PROBLEM STATEMENT: Write back every record verbatim.

:: MATERIAL FOR THE TASK ::

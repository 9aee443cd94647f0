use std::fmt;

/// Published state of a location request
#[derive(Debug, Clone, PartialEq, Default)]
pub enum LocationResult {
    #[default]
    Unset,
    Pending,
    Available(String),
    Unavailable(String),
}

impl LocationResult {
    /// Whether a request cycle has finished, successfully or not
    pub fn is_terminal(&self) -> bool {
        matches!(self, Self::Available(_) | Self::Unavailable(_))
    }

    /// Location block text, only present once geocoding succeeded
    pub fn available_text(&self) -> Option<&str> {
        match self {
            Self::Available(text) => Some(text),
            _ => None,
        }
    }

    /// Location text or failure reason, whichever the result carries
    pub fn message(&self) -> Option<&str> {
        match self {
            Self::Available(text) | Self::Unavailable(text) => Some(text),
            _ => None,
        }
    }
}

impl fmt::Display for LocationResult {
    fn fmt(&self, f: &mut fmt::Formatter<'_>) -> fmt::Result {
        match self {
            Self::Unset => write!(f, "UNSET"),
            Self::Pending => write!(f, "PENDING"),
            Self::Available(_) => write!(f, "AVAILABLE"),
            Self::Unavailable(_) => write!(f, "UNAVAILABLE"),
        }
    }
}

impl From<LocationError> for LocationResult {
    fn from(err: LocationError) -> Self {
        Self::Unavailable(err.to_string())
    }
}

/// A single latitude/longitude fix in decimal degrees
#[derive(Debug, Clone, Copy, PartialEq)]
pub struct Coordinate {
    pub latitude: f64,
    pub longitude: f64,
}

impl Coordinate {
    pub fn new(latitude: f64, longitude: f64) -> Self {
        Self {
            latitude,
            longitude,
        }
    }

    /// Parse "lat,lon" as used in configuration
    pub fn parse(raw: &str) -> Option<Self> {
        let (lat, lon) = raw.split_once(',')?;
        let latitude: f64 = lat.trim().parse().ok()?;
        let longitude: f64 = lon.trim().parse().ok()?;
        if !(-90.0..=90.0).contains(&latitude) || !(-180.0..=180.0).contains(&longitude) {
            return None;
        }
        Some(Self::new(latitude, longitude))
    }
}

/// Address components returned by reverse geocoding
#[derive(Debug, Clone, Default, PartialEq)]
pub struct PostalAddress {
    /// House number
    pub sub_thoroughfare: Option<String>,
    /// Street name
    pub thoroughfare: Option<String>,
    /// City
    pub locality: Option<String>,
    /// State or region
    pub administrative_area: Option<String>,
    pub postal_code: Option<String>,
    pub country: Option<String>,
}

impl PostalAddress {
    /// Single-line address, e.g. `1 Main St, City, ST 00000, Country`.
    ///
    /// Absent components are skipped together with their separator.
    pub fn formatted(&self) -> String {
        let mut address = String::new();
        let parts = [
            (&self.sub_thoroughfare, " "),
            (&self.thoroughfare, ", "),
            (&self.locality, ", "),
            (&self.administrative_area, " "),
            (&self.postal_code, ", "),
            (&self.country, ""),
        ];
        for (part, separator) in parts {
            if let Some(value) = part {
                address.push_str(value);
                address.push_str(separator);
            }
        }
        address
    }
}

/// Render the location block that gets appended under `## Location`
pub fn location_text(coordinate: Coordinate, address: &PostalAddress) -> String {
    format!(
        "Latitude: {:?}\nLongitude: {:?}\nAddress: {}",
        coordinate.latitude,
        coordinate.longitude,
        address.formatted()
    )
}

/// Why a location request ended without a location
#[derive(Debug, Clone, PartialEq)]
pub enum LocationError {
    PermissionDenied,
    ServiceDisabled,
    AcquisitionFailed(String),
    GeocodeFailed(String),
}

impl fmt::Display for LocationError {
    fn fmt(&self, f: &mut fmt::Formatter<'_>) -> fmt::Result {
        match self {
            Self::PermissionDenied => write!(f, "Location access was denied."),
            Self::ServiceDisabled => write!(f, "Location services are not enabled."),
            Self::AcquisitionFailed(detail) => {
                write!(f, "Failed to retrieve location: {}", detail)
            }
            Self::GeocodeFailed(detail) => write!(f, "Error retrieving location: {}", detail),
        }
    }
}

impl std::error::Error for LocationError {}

:::

EXERCISE OUTPUT:
repository 9aee443cd94647f0
use std::fmt;

/// Published state of a location request
#[derive(Debug, Clone, PartialEq, Default)]
pub enum LocationResult {
    #[default]
    Unset,
    Pending,
    Available(String),
    Unavailable(String),
}

impl LocationResult {
    /// Whether a request cycle has finished, successfully or not
    pub fn is_terminal(&self) -> bool {
        matches!(self, Self::Available(_) | Self::Unavailable(_))
    }

    /// Location block text, only present once geocoding succeeded
    pub fn available_text(&self) -> Option<&str> {
        match self {
            Self::Available(text) => Some(text),
            _ => None,
        }
    }

    /// Location text or failure reason, whichever the result carries
    pub fn message(&self) -> Option<&str> {
        match self {
            Self::Available(text) | Self::Unavailable(text) => Some(text),
            _ => None,
        }
    }
}

impl fmt::Display for LocationResult {
    fn fmt(&self, f: &mut fmt::Formatter<'_>) -> fmt::Result {
        match self {
            Self::Unset => write!(f, "UNSET"),
            Self::Pending => write!(f, "PENDING"),
            Self::Available(_) => write!(f, "AVAILABLE"),
            Self::Unavailable(_) => write!(f, "UNAVAILABLE"),
        }
    }
}

impl From<LocationError> for LocationResult {
    fn from(err: LocationError) -> Self {
        Self::Unavailable(err.to_string())
    }
}

/// A single latitude/longitude fix in decimal degrees
#[derive(Debug, Clone, Copy, PartialEq)]
pub struct Coordinate {
    pub latitude: f64,
    pub longitude: f64,
}

impl Coordinate {
    pub fn new(latitude: f64, longitude: f64) -> Self {
        Self {
            latitude,
            longitude,
        }
    }

    /// Parse "lat,lon" as used in configuration
    pub fn parse(raw: &str) -> Option<Self> {
        let (lat, lon) = raw.split_once(',')?;
        let latitude: f64 = lat.trim().parse().ok()?;
        let longitude: f64 = lon.trim().parse().ok()?;
        if !(-90.0..=90.0).contains(&latitude) || !(-180.0..=180.0).contains(&longitude) {
            return None;
        }
        Some(Self::new(latitude, longitude))
    }
}

/// Address components returned by reverse geocoding
#[derive(Debug, Clone, Default, PartialEq)]
pub struct PostalAddress {
    /// House number
    pub sub_thoroughfare: Option<String>,
    /// Street name
    pub thoroughfare: Option<String>,
    /// City
    pub locality: Option<String>,
    /// State or region
    pub administrative_area: Option<String>,
    pub postal_code: Option<String>,
    pub country: Option<String>,
}

impl PostalAddress {
    /// Single-line address, e.g. `1 Main St, City, ST 00000, Country`.
    ///
    /// Absent components are skipped together with their separator.
    pub fn formatted(&self) -> String {
        let mut address = String::new();
        let parts = [
            (&self.sub_thoroughfare, " "),
            (&self.thoroughfare, ", "),
            (&self.locality, ", "),
            (&self.administrative_area, " "),
            (&self.postal_code, ", "),
            (&self.country, ""),
        ];
        for (part, separator) in parts {
            if let Some(value) = part {
                address.push_str(value);
                address.push_str(separator);
            }
        }
        address
    }
}

/// Render the location block that gets appended under `## Location`
pub fn location_text(coordinate: Coordinate, address: &PostalAddress) -> String {
    format!(
        "Latitude: {:?}\nLongitude: {:?}\nAddress: {}",
        coordinate.latitude,
        coordinate.longitude,
        address.formatted()
    )
}

/// Why a location request ended without a location
#[derive(Debug, Clone, PartialEq)]
pub enum LocationError {
    PermissionDenied,
    ServiceDisabled,
    AcquisitionFailed(String),
    GeocodeFailed(String),
}

impl fmt::Display for LocationError {
    fn fmt(&self, f: &mut fmt::Formatter<'_>) -> fmt::Result {
        match self {
            Self::PermissionDenied => write!(f, "Location access was denied."),
            Self::ServiceDisabled => write!(f, "Location services are not enabled."),
            Self::AcquisitionFailed(detail) => {
                write!(f, "Failed to retrieve location: {}", detail)
            }
            Self::GeocodeFailed(detail) => write!(f, "Error retrieving location: {}", detail),
        }
    }
}

impl std::error::Error for LocationError {}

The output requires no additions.